Same if I discover someone else. I get giddy, high, almost hysterical. Then I get obsessed and need to explore it from every possible angle. Then I chase that compulsion again. I make it or find someone. And so often it has nothing to do with money and what money does to art and people, it is money’s antithesis. It can be any act of creation: music, painting, drawing, literature, film, photography, birth, life, sex, death… etc, etc.

Why is music important to you?

CP: It combines so many senses. Hearing of course. But you physically feel it, bass pushing against your stomach and chest, treble pricking at all your nerve endings, beats making your heart race and whole lower torso to move in time. Vocals making synapses fire and drawing tears and shivering your spine. Sudden changes or silence or spikes or climaxes of emotion that make your head tingle, your cheeks hot. And that’s only physical. It’s so powerful, it can change your whole worldview in a few minutes. It can make you feel just about anything. It’s that alchemy, it makes you something new.

How did you first discover music?

CP: It happened via the radio, talking to friends and sharing mixtapes. Taking a punt on an album or a show because the cover or flyer looked interesting or you vaguely remembered a review. Like going to see Bikini Kill because it was this new kinda secret thing, what’s this all about? and feeling zapped by a zillion watt thunderclap. I read one of the ladies in Huggy Bear looked like a mean supermarket checker so I jumped at Taking the Rough with the Smooch which blew my mind. Swell Maps’ Trip to Marineville had the house on fire which was impossible to resist, there was no way it could sound bad with that cover.

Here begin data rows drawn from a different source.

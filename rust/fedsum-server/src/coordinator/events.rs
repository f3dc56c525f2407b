//! This module provides the [`Coordinator`]'s `Event`, `EventSubscriber` and `EventPublisher`
//! types.
//!
//! [`Coordinator`]: crate::coordinator::Coordinator

use std::sync::Arc;

use tokio::sync::watch;

use fedsum_core::model::ModelWeights;

use super::history::LayerId;

/// An event emitted by the coordinator.
#[derive(Debug, Clone, PartialEq)]
pub struct Event<E> {
    /// The newest model layer at the time the event was emitted.
    pub layer_id: LayerId,
    /// The event itself
    pub event: E,
}

/// Newest model event, in its wire form.
pub type ModelUpdate = Arc<ModelWeights>;

/// A convenience type to emit any coordinator event.
#[derive(Debug)]
pub struct EventPublisher {
    model_tx: EventBroadcaster<ModelUpdate>,
}

/// The `EventSubscriber` hands out `EventListener`s for any coordinator event.
#[derive(Debug, Clone)]
pub struct EventSubscriber {
    model_rx: EventListener<ModelUpdate>,
}

impl EventPublisher {
    /// Initialize a new event publisher with the given initial events.
    pub fn init(layer_id: LayerId, model: ModelUpdate) -> (Self, EventSubscriber) {
        let (model_tx, model_rx) = watch::channel::<Event<ModelUpdate>>(Event {
            layer_id,
            event: model,
        });

        let publisher = EventPublisher {
            model_tx: model_tx.into(),
        };
        let subscriber = EventSubscriber {
            model_rx: model_rx.into(),
        };
        (publisher, subscriber)
    }

    /// Emit a model event
    pub fn broadcast_model(&mut self, layer_id: LayerId, update: ModelUpdate) {
        self.model_tx.broadcast(Event {
            layer_id,
            event: update,
        });
    }
}

impl EventSubscriber {
    /// Get a listener for new model events
    pub fn model_listener(&self) -> EventListener<ModelUpdate> {
        self.model_rx.clone()
    }
}

/// A listener for coordinator events. It can be used to either retrieve the latest `Event<E>`
/// emitted by the coordinator (with `EventListener::get_latest`) or to wait for the next one (with
/// `EventListener::changed`).
#[derive(Debug, Clone)]
pub struct EventListener<E>(watch::Receiver<Event<E>>);

impl<E> From<watch::Receiver<Event<E>>> for EventListener<E> {
    fn from(receiver: watch::Receiver<Event<E>>) -> Self {
        EventListener(receiver)
    }
}

impl<E> EventListener<E>
where
    E: Clone,
{
    pub fn get_latest(&self) -> Event<E> {
        self.0.borrow().clone()
    }

    /// Waits for an event that this listener hasn't seen yet and returns it.
    ///
    /// Returns `None` once the publisher is gone.
    pub async fn changed(&mut self) -> Option<Event<E>> {
        self.0.changed().await.ok()?;
        Some(self.0.borrow_and_update().clone())
    }
}

/// A channel to send `Event<E>` to all the `EventListener<E>`.
#[derive(Debug)]
pub struct EventBroadcaster<E>(watch::Sender<Event<E>>);

impl<E> EventBroadcaster<E> {
    /// Send `event` to all the `EventListener<E>`
    fn broadcast(&self, event: Event<E>) {
        // We don't care whether there's a listener or not
        let _ = self.0.send(event);
    }
}

impl<E> From<watch::Sender<Event<E>>> for EventBroadcaster<E> {
    fn from(sender: watch::Sender<Event<E>>) -> Self {
        Self(sender)
    }
}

I had (and have) a really cool older friend named Jennifer who I worked at a coffee shop with when I was 17, 18 and she made the best mixtapes with stuff like Opal, Thinking Fellers Union, Scorn, Faust, etc. and took me to see stuff like Tindersticks with a fake ID (most good shows were 21+). Then I volunteered at the Velvet Elvis, a great, slightly lawless all-ages club and it just kept going…

When you were sixteen you spent a year in Germany, previously you’ve mentioned that it was really instrumental for you; how? Could you please share with us a little about that year?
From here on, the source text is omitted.